ABOUT THIS TASK >> Take every line in the entries that includes the word "Uuid" and copy it.
********
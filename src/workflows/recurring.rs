use chrono::{Datelike, Days, Months, NaiveDate, Utc};
use diesel::dsl::exists;
use diesel::pg::PgConnection;
use diesel::prelude::*;
use serde::{Deserialize, Serialize};
use tracing::{info, warn};
use uuid::Uuid;

use super::salary::month_bounds;
use super::{batch_item, BatchReport, ServiceError, ServiceResult, UnitOutcome};
use crate::models::{NewExpense, RecurringExpense};
use crate::schema::{expenses, recurring_expenses};

#[derive(Debug, Clone, Copy, PartialEq, Eq, Serialize, Deserialize)]
#[serde(rename_all = "UPPERCASE")]
pub enum RecurrenceInterval {
    Daily,
    Weekly,
    Monthly,
    Yearly,
}

impl RecurrenceInterval {
    pub fn parse(value: &str) -> Option<Self> {
        match value {
            "DAILY" => Some(Self::Daily),
            "WEEKLY" => Some(Self::Weekly),
            "MONTHLY" => Some(Self::Monthly),
            "YEARLY" => Some(Self::Yearly),
            _ => None,
        }
    }

    pub fn as_str(self) -> &'static str {
        match self {
            Self::Daily => "DAILY",
            Self::Weekly => "WEEKLY",
            Self::Monthly => "MONTHLY",
            Self::Yearly => "YEARLY",
        }
    }

    /// Next run date. Month and year steps are calendar-aware and clamp to the
    /// last day of the target month, so Jan 31 + 1 month is the end of February.
    pub fn advance(self, from: NaiveDate) -> Option<NaiveDate> {
        match self {
            Self::Daily => from.checked_add_days(Days::new(1)),
            Self::Weekly => from.checked_add_days(Days::new(7)),
            Self::Monthly => from.checked_add_months(Months::new(1)),
            Self::Yearly => from.checked_add_months(Months::new(12)),
        }
    }

    /// First and last day (inclusive) of the period containing `day`: the day
    /// itself, its Monday-to-Sunday week, its calendar month or its calendar year.
    pub fn period_bounds(self, day: NaiveDate) -> (NaiveDate, NaiveDate) {
        match self {
            Self::Daily => (day, day),
            Self::Weekly => {
                let monday = day
                    .checked_sub_days(Days::new(u64::from(day.weekday().num_days_from_monday())))
                    .unwrap_or(day);
                (monday, monday.checked_add_days(Days::new(6)).unwrap_or(day))
            }
            Self::Monthly => month_bounds(day),
            Self::Yearly => (
                day.with_ordinal(1).unwrap_or(day),
                NaiveDate::from_ymd_opt(day.year(), 12, 31).unwrap_or(day),
            ),
        }
    }
}

/// Materializes one expense for every active template due on or before `as_of`,
/// across all tenants. A failing template is recorded and the run continues.
pub fn run_due_recurring_expenses(
    conn: &mut PgConnection,
    as_of: NaiveDate,
) -> ServiceResult<BatchReport> {
    let due: Vec<RecurringExpense> = recurring_expenses::table
        .filter(recurring_expenses::is_active.eq(true))
        .filter(recurring_expenses::next_run.le(as_of))
        .order((recurring_expenses::next_run.asc(), recurring_expenses::id.asc()))
        .load(conn)?;

    let mut report = BatchReport::new(as_of);
    for template in due {
        let outcome = materialize(conn, template.id, as_of);
        if let Err(err) = &outcome {
            if !err.is_unique_violation() {
                warn!(
                    template_id = %template.id,
                    tenant_id = %template.tenant_id,
                    error = %err,
                    "recurring expense generation failed"
                );
            }
        }
        report.record(batch_item(template.id, template.tenant_id, outcome));
    }

    info!(
        %as_of,
        processed = report.processed,
        created = report.created,
        skipped = report.skipped,
        errors = report.errors,
        "recurring expense run finished"
    );
    Ok(report)
}

fn materialize(
    conn: &mut PgConnection,
    template_id: Uuid,
    as_of: NaiveDate,
) -> ServiceResult<UnitOutcome> {
    conn.transaction::<UnitOutcome, ServiceError, _>(|conn| {
        let template: Option<RecurringExpense> = recurring_expenses::table
            .filter(recurring_expenses::id.eq(template_id))
            .filter(recurring_expenses::is_active.eq(true))
            .filter(recurring_expenses::next_run.le(as_of))
            .for_update()
            .first(conn)
            .optional()?;
        let Some(template) = template else {
            return Ok(UnitOutcome::Skipped("no longer due"));
        };

        let interval = RecurrenceInterval::parse(&template.run_interval).ok_or_else(|| {
            ServiceError::validation(format!("unknown interval {}", template.run_interval))
        })?;
        let next_run = interval.advance(template.next_run).ok_or_else(|| {
            ServiceError::validation(format!("cannot advance next run {}", template.next_run))
        })?;

        let (period_start, period_end) = interval.period_bounds(as_of);
        let already_generated: bool = diesel::select(exists(
            expenses::table
                .filter(expenses::recurring_expense_id.eq(template.id))
                .filter(expenses::expense_date.between(period_start, period_end)),
        ))
        .get_result(conn)?;
        if already_generated {
            return Ok(UnitOutcome::Skipped("already generated"));
        }

        let expense = NewExpense {
            id: Uuid::new_v4(),
            tenant_id: template.tenant_id,
            name: template.name.clone(),
            amount_cents: template.amount_cents,
            category: template.category.clone(),
            description: template.description.clone(),
            expense_date: as_of,
            employee_id: template.employee_id,
            recurring_expense_id: Some(template.id),
        };
        diesel::insert_into(expenses::table)
            .values(&expense)
            .execute(conn)?;

        diesel::update(recurring_expenses::table.find(template.id))
            .set((
                recurring_expenses::next_run.eq(next_run),
                recurring_expenses::updated_at.eq(Utc::now().naive_utc()),
            ))
            .execute(conn)?;

        info!(
            template_id = %template.id,
            tenant_id = %template.tenant_id,
            expense_id = %expense.id,
            %next_run,
            "recurring expense generated"
        );
        Ok(UnitOutcome::Created(expense.id))
    })
}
********
OUTPUT BELOW >>
use uuid::Uuid;
    template_id: Uuid,
            id: Uuid::new_v4(),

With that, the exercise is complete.